[Data for the task]:
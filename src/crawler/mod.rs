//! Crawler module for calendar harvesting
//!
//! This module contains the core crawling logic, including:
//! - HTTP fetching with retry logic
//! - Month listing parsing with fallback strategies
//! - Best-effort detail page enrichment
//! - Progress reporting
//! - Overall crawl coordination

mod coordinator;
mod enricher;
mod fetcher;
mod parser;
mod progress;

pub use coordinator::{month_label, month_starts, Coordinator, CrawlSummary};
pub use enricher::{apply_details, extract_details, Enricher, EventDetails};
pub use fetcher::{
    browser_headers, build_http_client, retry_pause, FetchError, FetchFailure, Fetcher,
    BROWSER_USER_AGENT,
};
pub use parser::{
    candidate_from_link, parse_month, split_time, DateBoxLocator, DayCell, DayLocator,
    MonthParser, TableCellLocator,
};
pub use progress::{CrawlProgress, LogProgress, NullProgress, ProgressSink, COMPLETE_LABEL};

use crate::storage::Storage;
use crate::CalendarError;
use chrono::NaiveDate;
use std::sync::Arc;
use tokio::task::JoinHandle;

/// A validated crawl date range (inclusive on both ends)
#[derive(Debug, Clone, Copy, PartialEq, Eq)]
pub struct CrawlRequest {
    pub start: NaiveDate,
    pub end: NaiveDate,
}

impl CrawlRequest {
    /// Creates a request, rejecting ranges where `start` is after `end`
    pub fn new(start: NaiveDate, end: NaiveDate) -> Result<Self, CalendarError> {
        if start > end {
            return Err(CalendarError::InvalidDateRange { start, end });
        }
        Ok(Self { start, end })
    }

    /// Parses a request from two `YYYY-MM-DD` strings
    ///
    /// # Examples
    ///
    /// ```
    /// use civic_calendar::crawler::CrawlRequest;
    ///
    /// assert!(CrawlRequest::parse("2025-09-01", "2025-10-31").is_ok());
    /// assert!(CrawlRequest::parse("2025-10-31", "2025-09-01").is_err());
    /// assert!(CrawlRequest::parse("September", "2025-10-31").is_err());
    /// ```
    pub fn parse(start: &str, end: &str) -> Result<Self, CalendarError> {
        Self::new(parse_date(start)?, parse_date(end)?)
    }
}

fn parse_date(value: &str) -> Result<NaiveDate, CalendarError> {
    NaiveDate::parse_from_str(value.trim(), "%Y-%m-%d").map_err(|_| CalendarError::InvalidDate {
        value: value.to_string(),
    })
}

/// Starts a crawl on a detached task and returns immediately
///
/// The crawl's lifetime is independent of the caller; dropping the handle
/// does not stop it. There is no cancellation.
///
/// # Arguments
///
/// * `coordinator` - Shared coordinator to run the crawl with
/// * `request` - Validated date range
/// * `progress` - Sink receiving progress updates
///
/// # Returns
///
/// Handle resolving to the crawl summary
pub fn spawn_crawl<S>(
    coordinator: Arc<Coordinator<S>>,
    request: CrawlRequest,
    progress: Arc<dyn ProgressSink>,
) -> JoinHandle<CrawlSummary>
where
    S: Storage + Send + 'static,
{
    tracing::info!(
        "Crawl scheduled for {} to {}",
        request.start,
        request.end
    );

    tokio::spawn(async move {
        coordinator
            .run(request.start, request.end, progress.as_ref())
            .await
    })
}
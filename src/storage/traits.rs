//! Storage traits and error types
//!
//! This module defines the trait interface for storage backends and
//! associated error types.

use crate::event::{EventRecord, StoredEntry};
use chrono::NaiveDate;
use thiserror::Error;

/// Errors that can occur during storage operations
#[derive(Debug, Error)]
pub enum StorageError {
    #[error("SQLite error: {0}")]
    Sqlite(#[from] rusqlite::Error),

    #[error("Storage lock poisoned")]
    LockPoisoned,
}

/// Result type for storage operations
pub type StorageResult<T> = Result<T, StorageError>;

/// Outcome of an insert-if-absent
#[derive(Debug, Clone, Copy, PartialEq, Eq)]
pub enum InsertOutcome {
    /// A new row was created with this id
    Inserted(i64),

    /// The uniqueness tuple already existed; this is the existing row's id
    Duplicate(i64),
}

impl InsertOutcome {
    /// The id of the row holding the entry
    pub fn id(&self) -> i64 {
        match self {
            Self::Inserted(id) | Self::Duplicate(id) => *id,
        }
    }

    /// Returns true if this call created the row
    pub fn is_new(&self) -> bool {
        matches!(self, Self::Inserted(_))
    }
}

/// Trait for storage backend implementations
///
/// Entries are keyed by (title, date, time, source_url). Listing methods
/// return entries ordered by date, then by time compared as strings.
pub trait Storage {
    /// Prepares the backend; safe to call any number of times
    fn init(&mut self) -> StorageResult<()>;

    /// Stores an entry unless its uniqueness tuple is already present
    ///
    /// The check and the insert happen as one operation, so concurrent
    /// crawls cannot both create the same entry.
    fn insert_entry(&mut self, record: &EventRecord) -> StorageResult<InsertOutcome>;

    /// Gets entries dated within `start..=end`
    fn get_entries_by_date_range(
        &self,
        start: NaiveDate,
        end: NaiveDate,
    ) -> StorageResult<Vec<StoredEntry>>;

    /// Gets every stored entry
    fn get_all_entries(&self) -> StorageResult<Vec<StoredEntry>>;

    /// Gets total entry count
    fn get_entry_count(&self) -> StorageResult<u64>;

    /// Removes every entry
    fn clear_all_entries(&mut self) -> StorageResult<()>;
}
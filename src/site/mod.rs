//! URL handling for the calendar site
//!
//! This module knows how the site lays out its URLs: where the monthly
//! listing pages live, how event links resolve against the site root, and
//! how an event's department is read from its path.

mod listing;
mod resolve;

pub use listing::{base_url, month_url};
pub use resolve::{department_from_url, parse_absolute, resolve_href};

[What the exercise asks]:
Reproduce the records above word for word.

[Written reply]:
filename src/crawler/mod.rs
//! Crawler module for calendar harvesting
//!
//! This module contains the core crawling logic, including:
//! - HTTP fetching with retry logic
//! - Month listing parsing with fallback strategies
//! - Best-effort detail page enrichment
//! - Progress reporting
//! - Overall crawl coordination

mod coordinator;
mod enricher;
mod fetcher;
mod parser;
mod progress;

pub use coordinator::{month_label, month_starts, Coordinator, CrawlSummary};
pub use enricher::{apply_details, extract_details, Enricher, EventDetails};
pub use fetcher::{
    browser_headers, build_http_client, retry_pause, FetchError, FetchFailure, Fetcher,
    BROWSER_USER_AGENT,
};
pub use parser::{
    candidate_from_link, parse_month, split_time, DateBoxLocator, DayCell, DayLocator,
    MonthParser, TableCellLocator,
};
pub use progress::{CrawlProgress, LogProgress, NullProgress, ProgressSink, COMPLETE_LABEL};

use crate::storage::Storage;
use crate::CalendarError;
use chrono::NaiveDate;
use std::sync::Arc;
use tokio::task::JoinHandle;

/// A validated crawl date range (inclusive on both ends)
#[derive(Debug, Clone, Copy, PartialEq, Eq)]
pub struct CrawlRequest {
    pub start: NaiveDate,
    pub end: NaiveDate,
}

impl CrawlRequest {
    /// Creates a request, rejecting ranges where `start` is after `end`
    pub fn new(start: NaiveDate, end: NaiveDate) -> Result<Self, CalendarError> {
        if start > end {
            return Err(CalendarError::InvalidDateRange { start, end });
        }
        Ok(Self { start, end })
    }

    /// Parses a request from two `YYYY-MM-DD` strings
    ///
    /// # Examples
    ///
    /// ```
    /// use civic_calendar::crawler::CrawlRequest;
    ///
    /// assert!(CrawlRequest::parse("2025-09-01", "2025-10-31").is_ok());
    /// assert!(CrawlRequest::parse("2025-10-31", "2025-09-01").is_err());
    /// assert!(CrawlRequest::parse("September", "2025-10-31").is_err());
    /// ```
    pub fn parse(start: &str, end: &str) -> Result<Self, CalendarError> {
        Self::new(parse_date(start)?, parse_date(end)?)
    }
}

fn parse_date(value: &str) -> Result<NaiveDate, CalendarError> {
    NaiveDate::parse_from_str(value.trim(), "%Y-%m-%d").map_err(|_| CalendarError::InvalidDate {
        value: value.to_string(),
    })
}

/// Starts a crawl on a detached task and returns immediately
///
/// The crawl's lifetime is independent of the caller; dropping the handle
/// does not stop it. There is no cancellation.
///
/// # Arguments
///
/// * `coordinator` - Shared coordinator to run the crawl with
/// * `request` - Validated date range
/// * `progress` - Sink receiving progress updates
///
/// # Returns
///
/// Handle resolving to the crawl summary
pub fn spawn_crawl<S>(
    coordinator: Arc<Coordinator<S>>,
    request: CrawlRequest,
    progress: Arc<dyn ProgressSink>,
) -> JoinHandle<CrawlSummary>
where
    S: Storage + Send + 'static,
{
    tracing::info!(
        "Crawl scheduled for {} to {}",
        request.start,
        request.end
    );

    tokio::spawn(async move {
        coordinator
            .run(request.start, request.end, progress.as_ref())
            .await
    })
}
filename src/storage/traits.rs
//! Storage traits and error types
//!
//! This module defines the trait interface for storage backends and
//! associated error types.

use crate::event::{EventRecord, StoredEntry};
use chrono::NaiveDate;
use thiserror::Error;

/// Errors that can occur during storage operations
#[derive(Debug, Error)]
pub enum StorageError {
    #[error("SQLite error: {0}")]
    Sqlite(#[from] rusqlite::Error),

    #[error("Storage lock poisoned")]
    LockPoisoned,
}

/// Result type for storage operations
pub type StorageResult<T> = Result<T, StorageError>;

/// Outcome of an insert-if-absent
#[derive(Debug, Clone, Copy, PartialEq, Eq)]
pub enum InsertOutcome {
    /// A new row was created with this id
    Inserted(i64),

    /// The uniqueness tuple already existed; this is the existing row's id
    Duplicate(i64),
}

impl InsertOutcome {
    /// The id of the row holding the entry
    pub fn id(&self) -> i64 {
        match self {
            Self::Inserted(id) | Self::Duplicate(id) => *id,
        }
    }

    /// Returns true if this call created the row
    pub fn is_new(&self) -> bool {
        matches!(self, Self::Inserted(_))
    }
}

/// Trait for storage backend implementations
///
/// Entries are keyed by (title, date, time, source_url). Listing methods
/// return entries ordered by date, then by time compared as strings.
pub trait Storage {
    /// Prepares the backend; safe to call any number of times
    fn init(&mut self) -> StorageResult<()>;

    /// Stores an entry unless its uniqueness tuple is already present
    ///
    /// The check and the insert happen as one operation, so concurrent
    /// crawls cannot both create the same entry.
    fn insert_entry(&mut self, record: &EventRecord) -> StorageResult<InsertOutcome>;

    /// Gets entries dated within `start..=end`
    fn get_entries_by_date_range(
        &self,
        start: NaiveDate,
        end: NaiveDate,
    ) -> StorageResult<Vec<StoredEntry>>;

    /// Gets every stored entry
    fn get_all_entries(&self) -> StorageResult<Vec<StoredEntry>>;

    /// Gets total entry count
    fn get_entry_count(&self) -> StorageResult<u64>;

    /// Removes every entry
    fn clear_all_entries(&mut self) -> StorageResult<()>;
}
filename src/site/mod.rs
//! URL handling for the calendar site
//!
//! This module knows how the site lays out its URLs: where the monthly
//! listing pages live, how event links resolve against the site root, and
//! how an event's department is read from its path.

mod listing;
mod resolve;

pub use listing::{base_url, month_url};
pub use resolve::{department_from_url, parse_absolute, resolve_href};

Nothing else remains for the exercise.